(Stored records)
·····
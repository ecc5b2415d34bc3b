// 🎯 Scoring Engine - Receipt → points
// Seven independent rules, summed. Pure: no shared state, no I/O.

use crate::money::Cents;
use crate::receipt::Receipt;
use chrono::{Datelike, NaiveTime, Timelike};
use serde::Serialize;
use thiserror::Error;

pub const RETAILER_CHAR_POINTS: u64 = 1;
pub const ROUND_TOTAL_POINTS: u64 = 50;
pub const QUARTER_TOTAL_POINTS: u64 = 25;
pub const ITEM_PAIR_POINTS: u64 = 5;
pub const ODD_DAY_POINTS: u64 = 6;
pub const AFTERNOON_POINTS: u64 = 10;

/// Window for the afternoon bonus, both ends exclusive.
const AFTERNOON_START: (u32, u32) = (14, 0);
const AFTERNOON_END: (u32, u32) = (16, 0);

#[derive(Debug, Clone, PartialEq, Eq, Error)]
pub enum ScoringError {
    #[error("problem parsing purchaseDate '{0}' for this receipt")]
    DateParse(String),

    #[error("problem parsing purchaseTime '{0}' for this receipt")]
    TimeParse(String),
}

// ============================================================================
// BREAKDOWN
// ============================================================================

/// Points awarded by each rule for one receipt.
#[derive(Debug, Clone, Copy, Default, PartialEq, Eq, Serialize)]
pub struct PointsBreakdown {
    pub retailer_name: u64,
    pub round_total: u64,
    pub quarter_total: u64,
    pub item_pairs: u64,
    pub item_descriptions: u64,
    pub odd_day: u64,
    pub afternoon: u64,
}

impl PointsBreakdown {
    pub fn total(&self) -> u64 {
        self.retailer_name
            + self.round_total
            + self.quarter_total
            + self.item_pairs
            + self.item_descriptions
            + self.odd_day
            + self.afternoon
    }

    /// (rule name, points) pairs in rule order, for display.
    pub fn rules(&self) -> [(&'static str, u64); 7] {
        [
            ("retailer name", self.retailer_name),
            ("round dollar total", self.round_total),
            ("total multiple of 0.25", self.quarter_total),
            ("item pairs", self.item_pairs),
            ("item descriptions", self.item_descriptions),
            ("odd purchase day", self.odd_day),
            ("2pm-4pm purchase", self.afternoon),
        ]
    }
}

// ============================================================================
// ENGINE
// ============================================================================

/// Total points for a receipt.
pub fn score(receipt: &Receipt) -> Result<u64, ScoringError> {
    breakdown(receipt).map(|b| b.total())
}

/// Per-rule points for a receipt.
///
/// Fails only when the date or time does not match its fixed layout, which
/// the boundary is expected to have rejected already.
pub fn breakdown(receipt: &Receipt) -> Result<PointsBreakdown, ScoringError> {
    let date = receipt
        .parsed_date()
        .ok_or_else(|| ScoringError::DateParse(receipt.purchase_date.clone()))?;
    let time = receipt
        .parsed_time()
        .ok_or_else(|| ScoringError::TimeParse(receipt.purchase_time.clone()))?;

    Ok(PointsBreakdown {
        retailer_name: retailer_points(&receipt.retailer),
        round_total: if receipt.total.is_whole() { ROUND_TOTAL_POINTS } else { 0 },
        quarter_total: if receipt.total.is_multiple_of(25) { QUARTER_TOTAL_POINTS } else { 0 },
        item_pairs: ITEM_PAIR_POINTS * (receipt.items.len() as u64 / 2),
        item_descriptions: receipt
            .items
            .iter()
            .map(|item| description_points(item.trimmed_description(), item.price))
            .sum(),
        odd_day: if date.day() % 2 == 1 { ODD_DAY_POINTS } else { 0 },
        afternoon: if in_afternoon_window(time) { AFTERNOON_POINTS } else { 0 },
    })
}

// Alphabetic also covers combining vowel signs (Other_Alphabetic) that a
// strict letter-category check would skip; std exposes no general category.
fn retailer_points(retailer: &str) -> u64 {
    retailer.chars().filter(|c| c.is_alphanumeric()).count() as u64 * RETAILER_CHAR_POINTS
}

/// ceil(price * 0.2) when the trimmed description's UTF-8 byte length is a
/// non-zero multiple of 3.
fn description_points(trimmed: &str, price: Cents) -> u64 {
    let len = trimmed.len();
    if len == 0 || len % 3 != 0 {
        return 0;
    }
    price.ceil_ratio(1, 5)
}

fn in_afternoon_window(time: NaiveTime) -> bool {
    let minutes = |(h, m): (u32, u32)| h * 60 + m;
    let at = minutes((time.hour(), time.minute()));
    at > minutes(AFTERNOON_START) && at < minutes(AFTERNOON_END)
}

// ============================================================================
// TESTS
// ============================================================================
·····
Work item. Give back every line of the data exactly as it was written.

Answer to this problem.
repository ecc5b2415d34bc3b
// 🎯 Scoring Engine - Receipt → points
// Seven independent rules, summed. Pure: no shared state, no I/O.

use crate::money::Cents;
use crate::receipt::Receipt;
use chrono::{Datelike, NaiveTime, Timelike};
use serde::Serialize;
use thiserror::Error;

pub const RETAILER_CHAR_POINTS: u64 = 1;
pub const ROUND_TOTAL_POINTS: u64 = 50;
pub const QUARTER_TOTAL_POINTS: u64 = 25;
pub const ITEM_PAIR_POINTS: u64 = 5;
pub const ODD_DAY_POINTS: u64 = 6;
pub const AFTERNOON_POINTS: u64 = 10;

/// Window for the afternoon bonus, both ends exclusive.
const AFTERNOON_START: (u32, u32) = (14, 0);
const AFTERNOON_END: (u32, u32) = (16, 0);

#[derive(Debug, Clone, PartialEq, Eq, Error)]
pub enum ScoringError {
    #[error("problem parsing purchaseDate '{0}' for this receipt")]
    DateParse(String),

    #[error("problem parsing purchaseTime '{0}' for this receipt")]
    TimeParse(String),
}

// ============================================================================
// BREAKDOWN
// ============================================================================

/// Points awarded by each rule for one receipt.
#[derive(Debug, Clone, Copy, Default, PartialEq, Eq, Serialize)]
pub struct PointsBreakdown {
    pub retailer_name: u64,
    pub round_total: u64,
    pub quarter_total: u64,
    pub item_pairs: u64,
    pub item_descriptions: u64,
    pub odd_day: u64,
    pub afternoon: u64,
}

impl PointsBreakdown {
    pub fn total(&self) -> u64 {
        self.retailer_name
            + self.round_total
            + self.quarter_total
            + self.item_pairs
            + self.item_descriptions
            + self.odd_day
            + self.afternoon
    }

    /// (rule name, points) pairs in rule order, for display.
    pub fn rules(&self) -> [(&'static str, u64); 7] {
        [
            ("retailer name", self.retailer_name),
            ("round dollar total", self.round_total),
            ("total multiple of 0.25", self.quarter_total),
            ("item pairs", self.item_pairs),
            ("item descriptions", self.item_descriptions),
            ("odd purchase day", self.odd_day),
            ("2pm-4pm purchase", self.afternoon),
        ]
    }
}

// ============================================================================
// ENGINE
// ============================================================================

/// Total points for a receipt.
pub fn score(receipt: &Receipt) -> Result<u64, ScoringError> {
    breakdown(receipt).map(|b| b.total())
}

/// Per-rule points for a receipt.
///
/// Fails only when the date or time does not match its fixed layout, which
/// the boundary is expected to have rejected already.
pub fn breakdown(receipt: &Receipt) -> Result<PointsBreakdown, ScoringError> {
    let date = receipt
        .parsed_date()
        .ok_or_else(|| ScoringError::DateParse(receipt.purchase_date.clone()))?;
    let time = receipt
        .parsed_time()
        .ok_or_else(|| ScoringError::TimeParse(receipt.purchase_time.clone()))?;

    Ok(PointsBreakdown {
        retailer_name: retailer_points(&receipt.retailer),
        round_total: if receipt.total.is_whole() { ROUND_TOTAL_POINTS } else { 0 },
        quarter_total: if receipt.total.is_multiple_of(25) { QUARTER_TOTAL_POINTS } else { 0 },
        item_pairs: ITEM_PAIR_POINTS * (receipt.items.len() as u64 / 2),
        item_descriptions: receipt
            .items
            .iter()
            .map(|item| description_points(item.trimmed_description(), item.price))
            .sum(),
        odd_day: if date.day() % 2 == 1 { ODD_DAY_POINTS } else { 0 },
        afternoon: if in_afternoon_window(time) { AFTERNOON_POINTS } else { 0 },
    })
}

// Alphabetic also covers combining vowel signs (Other_Alphabetic) that a
// strict letter-category check would skip; std exposes no general category.
fn retailer_points(retailer: &str) -> u64 {
    retailer.chars().filter(|c| c.is_alphanumeric()).count() as u64 * RETAILER_CHAR_POINTS
}

/// ceil(price * 0.2) when the trimmed description's UTF-8 byte length is a
/// non-zero multiple of 3.
fn description_points(trimmed: &str, price: Cents) -> u64 {
    let len = trimmed.len();
    if len == 0 || len % 3 != 0 {
        return 0;
    }
    price.ceil_ratio(1, 5)
}

fn in_afternoon_window(time: NaiveTime) -> bool {
    let minutes = |(h, m): (u32, u32)| h * 60 + m;
    let at = minutes((time.hour(), time.minute()));
    at > minutes(AFTERNOON_START) && at < minutes(AFTERNOON_END)
}

// ============================================================================
// TESTS
// ============================================================================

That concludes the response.